- O diretor-geral da Polícia Federal, Andrei Rodrigues, afirmou que as investigações são conduzidas com critérios técnicos, sem distinção entre os investigados.
- Em café da manhã com jornalistas, ele comentou o andamento de investigações de grande repercussão, incluindo a envolvendo Fábio Luís Lula da Silva, o Lulinha.
- Segundo Rodrigues, a quebra de sigilos de Lulinha mostra autonomia e imparcialidade da PF.
- Ele afirmou que todas as investigações seguem os mesmos parâmetros legais e dependem da produção de provas e das decisões das equipes.
- Rodrigues negou que haja influência política, atraso por falta de efetivo ou por calendário eleitoral, dizendo que a distribuição de recursos é feita com base em critérios técnicos.
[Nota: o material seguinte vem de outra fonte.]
//! Integration-level tests for the `dimen` facade crate.

use dimen::literals::*;
use dimen::*;

use approx::{assert_abs_diff_eq, assert_relative_eq};
use proptest::prelude::*;

// ─────────────────────────────────────────────────────────────────────────────
// Smoke tests per dimension
// ─────────────────────────────────────────────────────────────────────────────

#[test]
fn smoke_test_length() {
    let km = Kilometres::new(1.0);
    let m: Metres = km.to();
    assert_abs_diff_eq!(m.value(), 1000.0, epsilon = 1e-9);
}

#[test]
fn smoke_test_time() {
    let h = Hours::new(1.0);
    let sec: Seconds = h.to();
    assert_abs_diff_eq!(sec.value(), 3600.0, epsilon = 1e-9);
}

#[test]
fn smoke_test_frequency() {
    let f = khz(1.5_f64);
    assert_relative_eq!(f.to::<Hertz>().value(), 1500.0);
}

#[test]
fn smoke_test_velocity() {
    let v = kmph(72.0_f64);
    let v_mps: MetresPerSecond = v.to();
    assert_abs_diff_eq!(v_mps.value(), 20.0, epsilon = 1e-9);
}

// ─────────────────────────────────────────────────────────────────────────────
// Sequence helpers
// ─────────────────────────────────────────────────────────────────────────────

#[test]
fn split_type_names() {
    let (head, tail) = seq::split(vec!["int", "long", "double", "float", "size_t"], 2);
    assert_eq!(head, ["int", "long"]);
    assert_eq!(tail, ["double", "float", "size_t"]);

    let (head, tail) = seq::split(vec!["int", "long", "double"], 2);
    assert_eq!(head, ["int", "long"]);
    assert_eq!(tail, ["double"]);
}

#[test]
fn merge_and_push() {
    let merged = seq::merge_sorted(vec![1, 4, 9], vec![2, 3, 10], |a, b| a.cmp(b));
    assert_eq!(merged, [1, 2, 3, 4, 9, 10]);
    assert_eq!(seq::push_front(vec![3], [1, 2]), [1, 2, 3]);
    assert_eq!(seq::push_back(vec![1], [2, 3]), [1, 2, 3]);
}

// ─────────────────────────────────────────────────────────────────────────────
// Dimensions
// ─────────────────────────────────────────────────────────────────────────────

#[test]
fn squared_and_inverse_length_cancel() {
    let d = dimension![BaseDimension::LENGTH => 2, BaseDimension::LENGTH => -2];
    assert_eq!(d, Dimension::dimensionless());
}

#[test]
fn velocity_dimension_end_to_end() {
    let length = Dimension::base(BaseDimension::LENGTH);
    let time = Dimension::base(BaseDimension::TIME);

    let v = m(10.0_f64).per(s(2.0_f64));
    assert_eq!(v.value(), 5.0);
    assert_eq!(v.dimension(), length.multiply(&time.invert()));
    assert_eq!(v.dimension(), MetrePerSecond::dimension());
    assert_eq!(v.to_string(), "5 m/s");
}

#[test]
fn frequency_and_per_second_share_a_dimension() {
    assert_eq!(Hertz::dimension(), <Per<Unitless, Second>>::dimension());
    assert!(Hertz::descriptor().is_convertible(&<Per<Unitless, Second>>::descriptor()));
    assert!(!Hertz::descriptor().is_convertible(&Second::descriptor()));
}

// ─────────────────────────────────────────────────────────────────────────────
// Ratios
// ─────────────────────────────────────────────────────────────────────────────

#[test]
fn milli_times_kilo() {
    assert_eq!(Ratio::new(1, 1000).multiply(Ratio::new(1000, 1)), Ratio::new(1, 1));
}

#[test]
fn runtime_ratio_validation() {
    assert!(matches!(Ratio::try_new(1, 0), Err(Error::InvalidRatio { .. })));
    assert_eq!(Ratio::try_new(3600, 1000), Ok(Ratio::new(18, 5)));
}

// ─────────────────────────────────────────────────────────────────────────────
// Quantities
// ─────────────────────────────────────────────────────────────────────────────

#[test]
fn float_quantity_from_integer() {
    let q = Quantity::<Metre, f64>::from_quantity(m(1_i32));
    assert_eq!(q.value(), 1.0);
}

#[test]
fn mixed_representation_addition() {
    let sum: Quantity<Metre, f32> = m(1_i32) + m(1000.0_f32);
    assert_eq!(sum.value(), 1001.0_f32);
}

#[test]
fn integral_remainder() {
    let mut q = m(7_i32);
    q %= 2_i32;
    assert_eq!(q.value(), 1);
    assert_eq!((m(1000_i32) % 10_i32).value(), 0);
}

#[test]
fn remainder_mixes_integral_representations() {
    let r: Quantity<Metre, i32> = m(7_i32) % m(2_i16);
    assert_eq!(r.value(), 1);
    assert_eq!((m(7_i32) % 2_i16).value(), 1);
}

#[test]
fn integral_overflow_is_reported() {
    assert!(matches!(
        km(3_000_i32).try_convert_to::<Millimetre>(),
        Err(Error::ConversionOverflow { .. })
    ));
    assert_eq!(km(3_000_i64).to::<Millimetre>().value(), 3_000_000_000);
}

#[test]
#[should_panic(expected = "overflow")]
fn integral_overflow_panics_on_to() {
    let _ = km(3_000_i32).to::<Millimetre>();
}

#[test]
fn increments() {
    let mut q = m(1000_i32);
    assert_eq!(q.increment().value(), 1001);
    let mut q = m(1000_i32);
    assert_eq!(q.decrement().value(), 999);
    let mut q = m(1000_i32);
    assert_eq!(q.post_increment().value(), 1000);
    assert_eq!(q.value(), 1001);
    let mut q = m(1000_i32);
    assert_eq!(q.post_decrement().value(), 1000);
    assert_eq!(q.value(), 999);
}

#[test]
fn factories() {
    assert_eq!(Quantity::<Second, i16>::zero().value(), 0);
    assert_eq!(Quantity::<Second, i16>::min_value().value(), i16::MIN);
    assert_eq!(Quantity::<Second, i16>::max_value().value(), i16::MAX);
}

#[test]
fn decimetres_centimetres() {
    assert_eq!(Quantity::<Decimetre, i32>::new(2).to::<Centimetre>().value(), 20);
    assert_eq!(Quantity::<Centimetre, i32>::new(20).to::<Decimetre>().value(), 2);
}

#[test]
fn comparisons() {
    assert!(ms(250_i32) < ms(250.5_f64));
    assert!(ms(3_u8) == ms(3_i64));
    assert!(h(2.0_f64) >= h(2_i32));
}

#[test]
fn same_unit_division_is_scalar() {
    let r: f64 = km(3.0_f64) / km(1.5_f64);
    assert_eq!(r, 2.0);
}

#[test]
fn cross_unit_division_after_explicit_conversion() {
    let r: f64 = m(500.0_f64) / km(1.0_f64).to::<Metre>();
    assert_eq!(r, 0.5);
}

#[test]
fn convert_to_and_try_convert_to() {
    let v = mps(10_i32);
    assert_eq!(v.convert_to::<KilometrePerHour>().value(), 36);
    assert!(matches!(
        mps(1_i32).try_convert_to::<KilometrePerHour>(),
        Err(Error::InexactConversion { .. })
    ));
    assert!(matches!(
        v.try_convert_to::<Hertz>(),
        Err(Error::DimensionMismatch { .. })
    ));
}

#[test]
fn descriptor_checks() {
    let err = Metre::descriptor().ensure_same(&Kilometre::descriptor()).unwrap_err();
    assert_eq!(
        err.to_string(),
        "unit mismatch in dimension L: expected scale 1, found 1000"
    );
    assert_eq!(
        Kilometre::descriptor().conversion_factor(&Millimetre::descriptor()),
        Ok(Ratio::MEGA)
    );
}

#[test]
fn declared_base_dimensions_are_listed() {
    let currency = BaseDimension::declare("Cur");
    assert!(registry::declared().contains(&currency));
    assert!(currency > BaseDimension::LUMINOUS_INTENSITY);
}

// ─────────────────────────────────────────────────────────────────────────────
// Properties
// ─────────────────────────────────────────────────────────────────────────────

proptest! {
    #[test]
    fn prop_integral_length_roundtrip(v in -1_000_000i64..1_000_000) {
        let mm = Quantity::<Kilometre, i64>::new(v).to::<Millimetre>();
        prop_assert_eq!(mm.value(), v * 1_000_000);
        prop_assert_eq!(mm.to::<Kilometre>().value(), v);
    }

    #[test]
    fn prop_velocity_kmph_roundtrip(v in -1e6..1e6f64) {
        let back = kmph(v).to::<MetrePerSecond>().to::<KilometrePerHour>();
        prop_assert!((back.value() - v).abs() <= 1e-9 * v.abs().max(1.0));
    }

    #[test]
    fn prop_promotion_matches_primitive_addition(a in any::<i16>(), b in -1e3f32..1e3) {
        let sum = m(a) + m(b);
        prop_assert_eq!(sum.value(), a as f32 + b);
    }
}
O diretor-geral da Polícia Federal, Andrei Rodrigues, afirmou nesta sexta-feira que as investigações seguem critérios técnicos e não distinguem entre investigados. A declaração foi feita em um café da manhã com jornalistas.
A nota ocorre em meio a perguntas sobre casos de grande repercussão, entre eles o envolvendo Fábio Luís Lula da Silva, conhecido como Lulinha, filho do presidente Lula. Rodrigues destacou que a PF quebrou sigilos de Lulinha para demonstrar autonomia e isenção.
Ele frisou que o andamento de cada apuração depende da produção de provas e das decisões das equipes responsáveis, e que o tratamento dado aos casos obedece à lei e à autonomia institucional.
PF nega influência política nas investigações
Rodrigues rebateu críticas sobre atrasos devido a falta de pessoal ou ao calendário eleitoral, alegando que não há evidências de direcionamento político ou insuficiência de efetivo.
Segundo o diretor, é incorreto afirmar que a PF deixa de priorizar casos por motivos políticos ou pela escassez de recursos humanos, e distribuição de equipes ocorre com base em critérios técnicos.
O chefe da PF classificou esse tipo de interpretação como inverídico, ressaltando que o orçamento e as equipes são alocados de forma técnica para cada investigação.